What the task asks
Where the records below reach the line containing "fn choice_keyboard(choices: &[Choice])", start transcribing, and end with the line containing "with primary/fallback targets", exactly and with nothing else added.

^^^^

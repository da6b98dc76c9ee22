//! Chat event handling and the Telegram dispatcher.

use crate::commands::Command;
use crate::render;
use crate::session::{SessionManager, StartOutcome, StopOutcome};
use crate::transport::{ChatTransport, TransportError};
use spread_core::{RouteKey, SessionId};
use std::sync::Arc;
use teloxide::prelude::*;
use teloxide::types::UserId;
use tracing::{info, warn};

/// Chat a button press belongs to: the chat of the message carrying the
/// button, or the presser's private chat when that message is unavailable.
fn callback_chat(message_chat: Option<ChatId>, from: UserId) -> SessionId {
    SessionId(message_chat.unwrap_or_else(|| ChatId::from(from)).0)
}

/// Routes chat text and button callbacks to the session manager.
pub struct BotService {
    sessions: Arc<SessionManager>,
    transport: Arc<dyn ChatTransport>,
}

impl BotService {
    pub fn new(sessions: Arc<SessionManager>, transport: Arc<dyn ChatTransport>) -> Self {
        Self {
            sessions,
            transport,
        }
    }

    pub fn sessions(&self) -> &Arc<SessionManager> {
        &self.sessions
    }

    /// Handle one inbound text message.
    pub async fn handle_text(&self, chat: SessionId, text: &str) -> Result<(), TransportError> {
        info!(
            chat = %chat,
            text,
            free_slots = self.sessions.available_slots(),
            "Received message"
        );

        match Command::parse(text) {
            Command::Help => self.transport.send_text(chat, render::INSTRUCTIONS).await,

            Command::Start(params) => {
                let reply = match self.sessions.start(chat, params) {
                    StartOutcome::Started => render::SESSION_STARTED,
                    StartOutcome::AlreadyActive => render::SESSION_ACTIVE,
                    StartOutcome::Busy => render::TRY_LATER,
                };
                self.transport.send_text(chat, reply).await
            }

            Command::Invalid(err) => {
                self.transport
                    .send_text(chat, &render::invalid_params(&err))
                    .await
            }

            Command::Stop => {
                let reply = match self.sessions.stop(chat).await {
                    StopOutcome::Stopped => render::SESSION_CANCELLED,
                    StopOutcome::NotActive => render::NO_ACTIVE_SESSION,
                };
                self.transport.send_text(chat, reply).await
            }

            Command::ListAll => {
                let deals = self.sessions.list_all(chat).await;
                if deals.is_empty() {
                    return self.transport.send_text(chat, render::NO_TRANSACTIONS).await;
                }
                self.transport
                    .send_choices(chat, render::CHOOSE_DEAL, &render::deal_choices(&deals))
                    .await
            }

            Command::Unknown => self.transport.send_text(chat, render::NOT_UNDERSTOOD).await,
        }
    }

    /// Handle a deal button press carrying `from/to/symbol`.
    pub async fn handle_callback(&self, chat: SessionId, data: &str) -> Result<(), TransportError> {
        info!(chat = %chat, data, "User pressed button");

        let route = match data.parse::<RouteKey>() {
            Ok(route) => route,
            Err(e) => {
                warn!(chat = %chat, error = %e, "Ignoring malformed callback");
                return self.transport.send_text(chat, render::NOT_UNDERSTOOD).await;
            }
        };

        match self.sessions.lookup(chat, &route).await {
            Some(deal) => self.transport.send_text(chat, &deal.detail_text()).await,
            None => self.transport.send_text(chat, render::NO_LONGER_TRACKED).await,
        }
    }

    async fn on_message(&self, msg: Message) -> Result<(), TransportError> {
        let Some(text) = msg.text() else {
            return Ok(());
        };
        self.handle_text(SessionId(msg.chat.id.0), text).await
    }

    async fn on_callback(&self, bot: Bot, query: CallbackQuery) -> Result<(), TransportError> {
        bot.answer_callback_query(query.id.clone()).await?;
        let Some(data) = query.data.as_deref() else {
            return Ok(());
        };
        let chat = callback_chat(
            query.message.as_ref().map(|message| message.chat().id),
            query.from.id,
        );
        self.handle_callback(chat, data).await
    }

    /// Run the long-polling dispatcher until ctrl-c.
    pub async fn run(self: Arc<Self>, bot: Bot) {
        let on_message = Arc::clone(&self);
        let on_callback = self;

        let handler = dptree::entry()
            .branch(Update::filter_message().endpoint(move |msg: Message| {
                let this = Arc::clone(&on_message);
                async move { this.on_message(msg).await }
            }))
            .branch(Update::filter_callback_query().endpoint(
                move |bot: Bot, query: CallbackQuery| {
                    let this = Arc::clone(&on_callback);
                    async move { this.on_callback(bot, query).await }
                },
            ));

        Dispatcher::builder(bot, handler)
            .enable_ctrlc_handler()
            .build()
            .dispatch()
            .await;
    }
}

^^^^

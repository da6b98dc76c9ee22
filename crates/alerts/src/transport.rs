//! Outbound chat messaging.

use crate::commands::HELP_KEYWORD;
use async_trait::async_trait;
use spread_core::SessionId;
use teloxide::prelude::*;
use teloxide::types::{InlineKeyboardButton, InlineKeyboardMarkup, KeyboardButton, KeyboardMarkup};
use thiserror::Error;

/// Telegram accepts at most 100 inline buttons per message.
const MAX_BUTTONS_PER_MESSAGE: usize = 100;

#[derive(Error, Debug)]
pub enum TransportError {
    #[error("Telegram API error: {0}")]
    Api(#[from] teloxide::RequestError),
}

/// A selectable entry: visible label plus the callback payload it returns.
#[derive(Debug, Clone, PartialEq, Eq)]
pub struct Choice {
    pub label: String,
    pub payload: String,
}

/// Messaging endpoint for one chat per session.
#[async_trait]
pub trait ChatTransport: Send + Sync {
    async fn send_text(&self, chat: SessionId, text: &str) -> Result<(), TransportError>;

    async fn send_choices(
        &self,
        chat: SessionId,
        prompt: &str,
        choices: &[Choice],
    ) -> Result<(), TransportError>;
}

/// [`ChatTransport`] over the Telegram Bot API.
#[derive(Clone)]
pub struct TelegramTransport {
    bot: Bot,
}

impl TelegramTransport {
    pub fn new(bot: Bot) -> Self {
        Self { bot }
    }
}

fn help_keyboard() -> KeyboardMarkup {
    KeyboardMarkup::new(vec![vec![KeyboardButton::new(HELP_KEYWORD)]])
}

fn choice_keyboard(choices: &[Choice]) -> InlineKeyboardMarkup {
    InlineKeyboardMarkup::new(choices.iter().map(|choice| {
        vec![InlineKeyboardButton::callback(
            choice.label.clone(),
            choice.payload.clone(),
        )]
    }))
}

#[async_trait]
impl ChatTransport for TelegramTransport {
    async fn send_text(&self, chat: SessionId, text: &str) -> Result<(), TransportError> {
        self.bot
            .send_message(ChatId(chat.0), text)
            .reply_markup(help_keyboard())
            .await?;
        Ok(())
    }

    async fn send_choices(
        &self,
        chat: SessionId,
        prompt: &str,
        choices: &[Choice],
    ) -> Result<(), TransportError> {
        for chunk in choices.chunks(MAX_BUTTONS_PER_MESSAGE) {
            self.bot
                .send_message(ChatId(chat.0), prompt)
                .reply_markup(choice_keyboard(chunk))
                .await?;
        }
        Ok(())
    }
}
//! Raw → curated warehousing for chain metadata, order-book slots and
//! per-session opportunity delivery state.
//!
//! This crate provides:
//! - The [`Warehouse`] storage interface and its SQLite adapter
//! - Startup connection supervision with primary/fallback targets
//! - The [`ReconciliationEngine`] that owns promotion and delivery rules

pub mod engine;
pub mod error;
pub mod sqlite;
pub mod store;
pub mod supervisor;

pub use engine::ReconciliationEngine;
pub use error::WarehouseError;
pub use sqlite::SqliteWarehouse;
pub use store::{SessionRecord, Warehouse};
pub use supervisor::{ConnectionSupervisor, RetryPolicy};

^^^^

Your response
fn choice_keyboard(choices: &[Choice]) -> InlineKeyboardMarkup {
    InlineKeyboardMarkup::new(choices.iter().map(|choice| {
        vec![InlineKeyboardButton::callback(
            choice.label.clone(),
            choice.payload.clone(),
        )]
    }))
}

#[async_trait]
impl ChatTransport for TelegramTransport {
    async fn send_text(&self, chat: SessionId, text: &str) -> Result<(), TransportError> {
        self.bot
            .send_message(ChatId(chat.0), text)
            .reply_markup(help_keyboard())
            .await?;
        Ok(())
    }

    async fn send_choices(
        &self,
        chat: SessionId,
        prompt: &str,
        choices: &[Choice],
    ) -> Result<(), TransportError> {
        for chunk in choices.chunks(MAX_BUTTONS_PER_MESSAGE) {
            self.bot
                .send_message(ChatId(chat.0), prompt)
                .reply_markup(choice_keyboard(chunk))
                .await?;
        }
        Ok(())
    }
}
//! Raw → curated warehousing for chain metadata, order-book slots and
//! per-session opportunity delivery state.
//!
//! This crate provides:
//! - The [`Warehouse`] storage interface and its SQLite adapter
//! - Startup connection supervision with primary/fallback targets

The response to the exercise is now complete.